Retour à une autre entrevue, cellelà en janvier 2017, quelques jours avant le lancement d’Almanach. Michaud raconte le vide d’inspiration vécu alors qu’installé dans la maison estrienne de France Beaudoin et Vincent Graton, prêtée par eux, il tente de faire naître du nouveau matériel, en vain. Il se sortira de l’impasse en couchant ses propres mots sur Temazcal de

Monsters of Folk, ce qui donnera

Si près du soleil.

« Je n’ai pas revécu ça du tout. L’imprévisible, cette fois, est venu d’ailleurs », dit-il, en référence à la pandémie qui a forcé le travail à distance avec ses collègues musiciens, puis l’animation de Star Académie l’ayant obligé à une pause durant le processus.

« Mais les deux cahiers de notes issus de ces 365 jours ont été le minerai de base de toutes les chansons que j’ai écrites... et plus que ça. J’ai encore beaucoup de matériel que je peux utiliser pour la suite. Le fait d’avoir écrit dans ce mode-là a provoqué des choses. Les jours où tu n’as pas envie d’écrire mais où tu t’obliges à le faire, ça se peut que tu parles de sujets dont tu n’avais pas prévu parler, que tu abordes des thèmes auxquels tu ne pensais pas avoir accès. »

Patrice Michaud a également essayé d’aller ailleurs au moment de composer la musique. « J’ai voulu me permettre de faire autrement. Je compare ça à du golf une journée de grand vent : tu frappes consciemment la balle dans une direction en sachant que le vent va te ramener. Il ne faut donc pas avoir peur d’expérimenter, parce que ta signature artistique, que tu veux conserver mais que tu remets aussi en question, te ramène dans une zone quelque part entre les deux. Je pense que ça donne un disque différent du précédent, mais où je reste tout à fait reconnaissable. »

VELOURS D’APESANTEUR

Les nouvelles épices de ce Grand

voyage désorganisé paru vendredi, et dont il a confié la réalisation à Alex McMahon, se perçoivent notamment par une poésie qui ose parfois donner moins de clefs, un accent accru sur la voix (la sienne comme celle des choeurs), l’ajout de cordes, un recours plus prononcé aux claviers et aux sons de synthèse. Mais ce qui se dégage le plus, c’est la couleur très 1970 imprimée sur plusieurs plages, dans la signature sonore, mais aussi quelques textes, voire la structure dans le cas d’Un coeur

de baleine bleue, qui, avec sa rupture de rythme et d’atmosphère en plein milieu, flirte avec le rock progressif.

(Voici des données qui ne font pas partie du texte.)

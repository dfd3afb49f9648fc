use std::path::PathBuf;

/// Expands a leading `~` in a path to the user's home directory.
/// Also normalizes path separators for the current OS.
pub fn expand_tilde(path: &str) -> String {
    let result = if path.starts_with("~/") || path == "~" {
        if let Some(home) = dirs::home_dir() {
            let rest = path.get(2..).unwrap_or("");
            home.join(rest).to_string_lossy().to_string()
        } else {
            path.to_string()
        }
    } else {
        path.to_string()
    };
    // Normalize separators for the current OS
    if cfg!(windows) {
        result.replace('/', "\\")
    } else {
        result
    }
}

/// Per-user data directory (`~/.gcode-debugger`).
pub fn app_dir() -> Option<PathBuf> {
    dirs::home_dir().map(|h| h.join(".gcode-debugger"))
}
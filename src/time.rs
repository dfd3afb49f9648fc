//! Wall-clock timestamps and signed clock offsets.
//!
//! Everything is unix milliseconds with pure calendar arithmetic, so no date
//! library is pulled in for the two formats the controller speaks (ISO 8601
//! from `/api/time` and the HTTP `Date` header).

use serde::{Deserialize, Serialize};
use std::fmt;
use std::time::{Duration, SystemTime, UNIX_EPOCH};

/// A point in time as unix milliseconds. Which clock it was read from is up
/// to the holder; controller-side values only become comparable to local
/// ones after adding a [`ClockOffset`].
#[derive(Clone, Copy, Debug, Default, PartialEq, Eq, PartialOrd, Ord, Hash, Serialize, Deserialize)]
#[serde(transparent)]
pub struct Timestamp(i64);

impl Timestamp {
    pub const fn from_unix_millis(ms: i64) -> Self {
        Self(ms)
    }

    /// `None` for NaN, infinities and instants outside years 0001-9999.
    pub fn from_unix_millis_f64(ms: f64) -> Option<Self> {
        let ms = ms.round();
        if ms.is_finite() && (MIN_MILLIS as f64..=MAX_MILLIS as f64).contains(&ms) {
            Some(Self(ms as i64))
        } else {
            None
        }
    }

    pub const fn as_unix_millis(self) -> i64 {
        self.0
    }

    pub fn now() -> Self {
        Self::from_system_time(SystemTime::now())
    }

    pub fn from_system_time(t: SystemTime) -> Self {
        match t.duration_since(UNIX_EPOCH) {
            Ok(d) => Self(d.as_millis() as i64),
            Err(e) => Self(-(e.duration().as_millis() as i64)),
        }
    }

    /// Clamped to years 0001-9999.
    pub fn to_system_time(self) -> SystemTime {
        let ms = self.0.clamp(MIN_MILLIS, MAX_MILLIS);
        if ms >= 0 {
            UNIX_EPOCH + Duration::from_millis(ms as u64)
        } else {
            UNIX_EPOCH - Duration::from_millis(ms.unsigned_abs())
        }
    }

    /// Shift a controller-clock reading onto the local clock.
    pub fn corrected(self, offset: ClockOffset) -> Self {
        Self(self.0.saturating_add(offset.as_millis()))
    }

    /// Signed distance `self - earlier` in milliseconds.
    pub fn millis_since(self, earlier: Timestamp) -> i64 {
        self.0.saturating_sub(earlier.0)
    }

    /// Parse ISO 8601 as the controller prints it: `YYYY-MM-DD[T ]HH:MM:SS`
    /// with optional fractional seconds and an optional `Z` or `±HH:MM`
    /// suffix. Values without a zone are taken as UTC.
    pub fn parse_iso8601(s: &str) -> Option<Self> {
        let s = s.trim();
        if s.len() < 19 || !s.is_char_boundary(19) {
            return None;
        }
        let bytes = s.as_bytes();
        if bytes[4] != b'-' || bytes[7] != b'-' || bytes[13] != b':' || bytes[16] != b':' {
            return None;
        }
        if bytes[10] != b'T' && bytes[10] != b't' && bytes[10] != b' ' {
            return None;
        }
        if !s[0..4].bytes().all(|b| b.is_ascii_digit()) {
            return None;
        }
        let year: i64 = s[0..4].parse().ok()?;
        let month: i64 = s[5..7].parse().ok()?;
        let day: i64 = s[8..10].parse().ok()?;
        let hour: i64 = s[11..13].parse().ok()?;
        let min: i64 = s[14..16].parse().ok()?;
        let sec: i64 = s[17..19].parse().ok()?;

        let mut rest = &s[19..];
        let mut millis = 0i64;
        if let Some(frac) = rest.strip_prefix('.') {
            let digits = frac.bytes().take_while(u8::is_ascii_digit).count();
            if digits == 0 {
                return None;
            }
            // Only the first three digits matter at millisecond resolution.
            let mut scaled = frac[..digits.min(3)].to_string();
            while scaled.len() < 3 {
                scaled.push('0');
            }
            millis = scaled.parse().ok()?;
            rest = &frac[digits..];
        }

        let zone_secs = match rest {
            "" | "Z" | "z" => 0,
            zone if zone.len() == 6 && zone.as_bytes()[3] == b':' => {
                let sign = match zone.as_bytes()[0] {
                    b'+' => 1,
                    b'-' => -1,
                    _ => return None,
                };
                let zh: i64 = zone[1..3].parse().ok()?;
                let zm: i64 = zone[4..6].parse().ok()?;
                sign * (zh * 3600 + zm * 60)
            }
            _ => return None,
        };

        let secs = civil_seconds(year, month, day, hour, min, sec)? - zone_secs;
        Some(Self(secs * 1000 + millis))
    }

    /// Parse an HTTP `Date` header (IMF-fixdate, e.g.
    /// `Sun, 06 Nov 1994 08:49:37 GMT`).
    pub fn parse_http_date(s: &str) -> Option<Self> {
        let parts: Vec<&str> = s.split_whitespace().collect();
        if parts.len() != 6 || parts[5] != "GMT" {
            return None;
        }
        let day: i64 = parts[1].parse().ok()?;
        let month = match parts[2] {
            "Jan" => 1,
            "Feb" => 2,
            "Mar" => 3,
            "Apr" => 4,
            "May" => 5,
            "Jun" => 6,
            "Jul" => 7,
            "Aug" => 8,
            "Sep" => 9,
            "Oct" => 10,
            "Nov" => 11,
            "Dec" => 12,
            _ => return None,
        };
        if parts[3].len() != 4 {
            return None;
        }
        let year: i64 = parts[3].parse().ok()?;
        let mut clock = parts[4].splitn(3, ':');
        let hour: i64 = clock.next()?.parse().ok()?;
        let min: i64 = clock.next()?.parse().ok()?;
        let sec: i64 = clock.next()?.parse().ok()?;

        Some(Self(civil_seconds(year, month, day, hour, min, sec)? * 1000))
    }

    /// Format as ISO 8601 UTC with second precision (e.g. "2025-06-15T10:30:00Z").
    pub fn to_iso8601(self) -> String {
        let secs = self.0.div_euclid(1000);
        let days = secs.div_euclid(86400);
        let rem = secs.rem_euclid(86400);
        let (year, month, day) = civil_from_days(days);
        format!(
            "{year:04}-{month:02}-{day:02}T{:02}:{:02}:{:02}Z",
            rem / 3600,
            (rem / 60) % 60,
            rem % 60
        )
    }
}

impl fmt::Display for Timestamp {
    fn fmt(&self, f: &mut fmt::Formatter<'_>) -> fmt::Result {
        f.write_str(&self.to_iso8601())
    }
}

/// Signed difference `local_time - controller_time`.
#[derive(Clone, Copy, Debug, Default, PartialEq, Eq, PartialOrd, Ord, Hash, Serialize, Deserialize)]
#[serde(transparent)]
pub struct ClockOffset(i64);

impl ClockOffset {
    pub const fn from_millis(ms: i64) -> Self {
        Self(ms)
    }

    pub const fn as_millis(self) -> i64 {
        self.0
    }

    pub fn exceeds(self, limit: Duration) -> bool {
        u128::from(self.0.unsigned_abs()) > limit.as_millis()
    }
}

impl fmt::Display for ClockOffset {
    fn fmt(&self, f: &mut fmt::Formatter<'_>) -> fmt::Result {
        let sign = if self.0 < 0 { '-' } else { '+' };
        let abs = self.0.unsigned_abs();
        write!(f, "{sign}{}.{:03}s", abs / 1000, abs % 1000)
    }
}

/// 0001-01-01T00:00:00Z
const MIN_MILLIS: i64 = -62_135_596_800_000;
/// 9999-12-31T23:59:59.999Z
const MAX_MILLIS: i64 = 253_402_300_799_999;

/// Seconds since the epoch for a calendar time in years 0001-9999, or
/// `None` if any field is out of range.
fn civil_seconds(year: i64, month: i64, day: i64, hour: i64, min: i64, sec: i64) -> Option<i64> {
    let valid = (1..=9999).contains(&year)
        && (1..=12).contains(&month)
        && (1..=31).contains(&day)
        && (0..=23).contains(&hour)
        && (0..=59).contains(&min)
        && (0..=60).contains(&sec);
    valid.then(|| days_from_civil(year, month, day) * 86_400 + hour * 3600 + min * 60 + sec)
}

/// Days since 1970-01-01 for a proleptic Gregorian date.
fn days_from_civil(year: i64, month: i64, day: i64) -> i64 {
    let y = if month <= 2 { year - 1 } else { year };
    let era = y.div_euclid(400);
    let yoe = y - era * 400;
    let mp = (month + 9) % 12;
    let doy = (153 * mp + 2) / 5 + day - 1;
    let doe = yoe * 365 + yoe / 4 - yoe / 100 + doy;
    era * 146_097 + doe - 719_468
}

/// Inverse of [`days_from_civil`].
fn civil_from_days(days: i64) -> (i64, i64, i64) {
    let z = days + 719_468;
    let era = z.div_euclid(146_097);
    let doe = z - era * 146_097;
    let yoe = (doe - doe / 1460 + doe / 36_524 - doe / 146_096) / 365;
    let doy = doe - (365 * yoe + yoe / 4 - yoe / 100);
    let mp = (5 * doy + 2) / 153;
    let day = doy - (153 * mp + 2) / 5 + 1;
    let month = if mp < 10 { mp + 3 } else { mp - 9 };
    let year = yoe + era * 400 + i64::from(month <= 2);
    (year, month, day)
}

« Étant un enfant des années 1980, j’ai entendu et consommé ces sonorités toute ma vie. Mais mon immersion dans cette vibe-là fait plutôt partie de mon histoire récente. Certaines chansons, comme La grande évasion, ne sont pas dans cet esprit, mais globalement, j’ai essayé de mettre une bonne dose de velours d’apesanteur sur cet album. On regarde les étoiles, mais on n’est pas si loin du sol. J’ai eu beaucoup de fun à fouiller dans cette zone. »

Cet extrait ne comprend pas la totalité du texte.